The cumulative impact upon chronically sick and/or disabled people’s health and well-being continues to be catastrophic.

It is within this context that we implore our medical profession and the Scottish Government to unite in taking the practical steps which we will set out in this submission to mitigate and alleviate the enormous suffering being visited upon our sick and/or disabled people here in Scotland on a daily basis through the operation of Westminster’s so-called welfare ‘reforms’.

2. The contractual relationship between GPs and DWP-Atos

We submit that the current contractual arrangement between GPs and DWP-Atos is not fit for purpose.
It is almost impossible for GPs to fully discharge their duty of care to their patients under the current DWP-Atos Work Capability Assessment regime.

For some months now our campaign has been encouraging GPs and patients to avail themselves of ESA Exceptional Circumstances (Substantial Risk) Regulations 29 and 35 as a means to protect sick and/or disabled people who are placed at risk of avoidable harm by being inappropriately found ‘fit-for-work’ or capable of work-related activity and thus placed in the Work Related Activity Group (WRAG).

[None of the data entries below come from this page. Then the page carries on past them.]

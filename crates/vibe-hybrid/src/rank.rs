use vibe_core::types::Candidate;

/// Order by `adjusted_score` descending and keep the first `limit`.
///
/// The sort is stable, so equal scores keep the index's order.
pub fn rank(mut candidates: Vec<Candidate>, limit: usize) -> Vec<Candidate> {
    if limit == 0 {
        return Vec::new();
    }
    candidates.sort_by(|a, b| b.adjusted_score.total_cmp(&a.adjusted_score));
    candidates.truncate(limit);
    candidates
}
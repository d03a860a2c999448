use std::sync::Arc;

use vibe_core::constants::OVERFETCH_FACTOR;
use vibe_core::error::Result;
use vibe_core::traits::VectorIndex;
use vibe_core::types::{Candidate, Filter};

/// Fetches an over-sized candidate pool so boosting can promote matches
/// ranked just outside the requested window.
pub struct PoolRetriever {
    index: Arc<dyn VectorIndex>,
    overfetch_factor: usize,
}

impl PoolRetriever {
    pub fn new(index: Arc<dyn VectorIndex>) -> Self { Self::with_factor(index, OVERFETCH_FACTOR) }

    pub fn with_factor(index: Arc<dyn VectorIndex>, overfetch_factor: usize) -> Self {
        Self { index, overfetch_factor: overfetch_factor.max(1) }
    }

    pub fn pool_size(&self, limit: usize) -> usize { limit.saturating_mul(self.overfetch_factor) }

    /// One index query, no retries. Fewer hits than the pool size is not an error.
    pub async fn retrieve(&self, query_vector: &[f32], modality: &str, filter: Option<&Filter>, limit: usize) -> Result<Vec<Candidate>> {
        let k = self.pool_size(limit);
        if k == 0 {
            return Ok(Vec::new());
        }
        let hits = self.index.query(query_vector, modality, filter, k).await.map_err(|e| {
            tracing::warn!(error = %e, modality, k, "vector index query failed");
            e
        })?;
        tracing::debug!(requested = k, returned = hits.len(), modality, "candidate pool retrieved");
        Ok(hits.into_iter().map(Candidate::from).collect())
    }
}
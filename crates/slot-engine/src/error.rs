//! Error types for slot-engine operations.
//!
//! Every variant describes bad caller input. Nothing here is transient, so
//! nothing is worth retrying. A closed store is not an error: it yields an
//! empty slot list.

use thiserror::Error;

use crate::clock::ClockTime;
use crate::hours::Weekday;

#[derive(Error, Debug)]
pub enum SlotError {
    #[error("Invalid service duration: {0} minutes (must be positive)")]
    InvalidDuration(i64),

    #[error("Invalid time '{0}': expected zero-padded 24-hour HH:MM")]
    InvalidTime(String),

    #[error("Operating hours have no entry for {0}")]
    MissingWeekday(Weekday),

    /// Open days must close strictly after they open. Hours that wrap past
    /// midnight land here as well.
    #[error("Invalid operating hours for {weekday}: open {open} is not before close {close}")]
    InvalidHours {
        weekday: Weekday,
        open: ClockTime,
        close: ClockTime,
    },

    #[error("Invalid booking {start}-{end}: end must be after start")]
    InvalidBooking { start: ClockTime, end: ClockTime },

    #[error("Invalid stride: {0} minutes (must be between 1 and 1440)")]
    InvalidStride(u32),

    #[error("Invalid service: {0}")]
    InvalidService(String),

    #[error("Invalid request: {0}")]
    InvalidRequest(String),

    #[error("JSON parse error: {0}")]
    Json(#[from] serde_json::Error),
}

pub type Result<T> = std::result::Result<T, SlotError>;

We have lobbied hard at UK level for the BMA’s leadership to publicise these regulations but our efforts have not yet been successful. We have identified a number of issues, some of which may explain any perceived reluctance on the part of the union’s leadership to act.

(i)

GPs are in a contractual relationship whereby they are obliged to provide information to the DWP but only when asked to do so. The ESA 113 form utilised is wholly inadequate and gives less than one side of A4 for the GP to state significant diagnoses, investigations and treatment. The position of the Local Medical Committees (local GPs’ associations) is that there must be charges for any additional appeal letters. They have a duty to protect their members from being forced to carry out unpaid work and a corresponding increase in GPs’ workloads.

(ii)

The position of claimants is that they are being forced into abject poverty on the basis of erroneous judgments as to their fitness for work by the operation of the DWP-Atos Work Capability Assessments. The BMA’s membership voted overwhelmingly in June for its leadership to demand that the WCA ‘end with immediate effect to be replaced by a rigorous and safe system that does not cause avoidable harm to the weakest and most vulnerable in society’ .

(iii)

The General Medical Council (GMC) maintains that it has no say in how the WCA operates and is not their regulator, yet it has granted DWP-Atos Assessment Centres ‘Approved Medical Status’ in full cognisance of the fact that the ‘systems and policies’ which underpin the WCA’s operation have irrefutably been shown to be gravely harmful to tens, perhaps hundreds of thousands of patients. The GMC’s own publication ‘Good Medical Practice’ (which outlines the ethical principles upon which doctors must conduct themselves) states that:

‘… a doctor must (overriding duty or principle) take prompt action if he or she feels that patient safety is or may be seriously compromised by inadequate… policies or systems.’

(iv)

ESA Regulations 29 & 35 deal with flagging up a substantial risk of harm to patients if they were to be found ‘fit for work’ or to have ‘limited capability for work’ and placed in the Work-Related Activity Group (WRAG). However, only the DWP is aware that these regulations can be applied. The vast majority of GPs remain ignorant of them, at grave cost to their patients and indeed, risk to their very lives.

(v)

The BMA represents the views of all doctors, including decision makers such as DWP Chief Medical Officer Dr. Bill Gunnyeon and includes doctors working for Atos. They are not immune from these duties placed upon doctors.

(vi)

GPs are still required by the DWP to complete ‘Fit Notes’ and provide Sick Notes. Does this not make a mockery of the BMA’s statement that a GP must not be involved in the decision as to whether someone is fit for work?

(vii)

DWP-Atos consistently get it wrong. Additional medical information is rarely requested from the GP at the time of assessment or afterwards. They admit as much in their statement after the death of Mr. Brian McArdle when the DWP said in a statement that:

“A decision on whether someone is well enough to work is taken following a thorough face-to-face assessment, and after consideration of all the supporting medical evidence from the claimant’s GP or medical specialist.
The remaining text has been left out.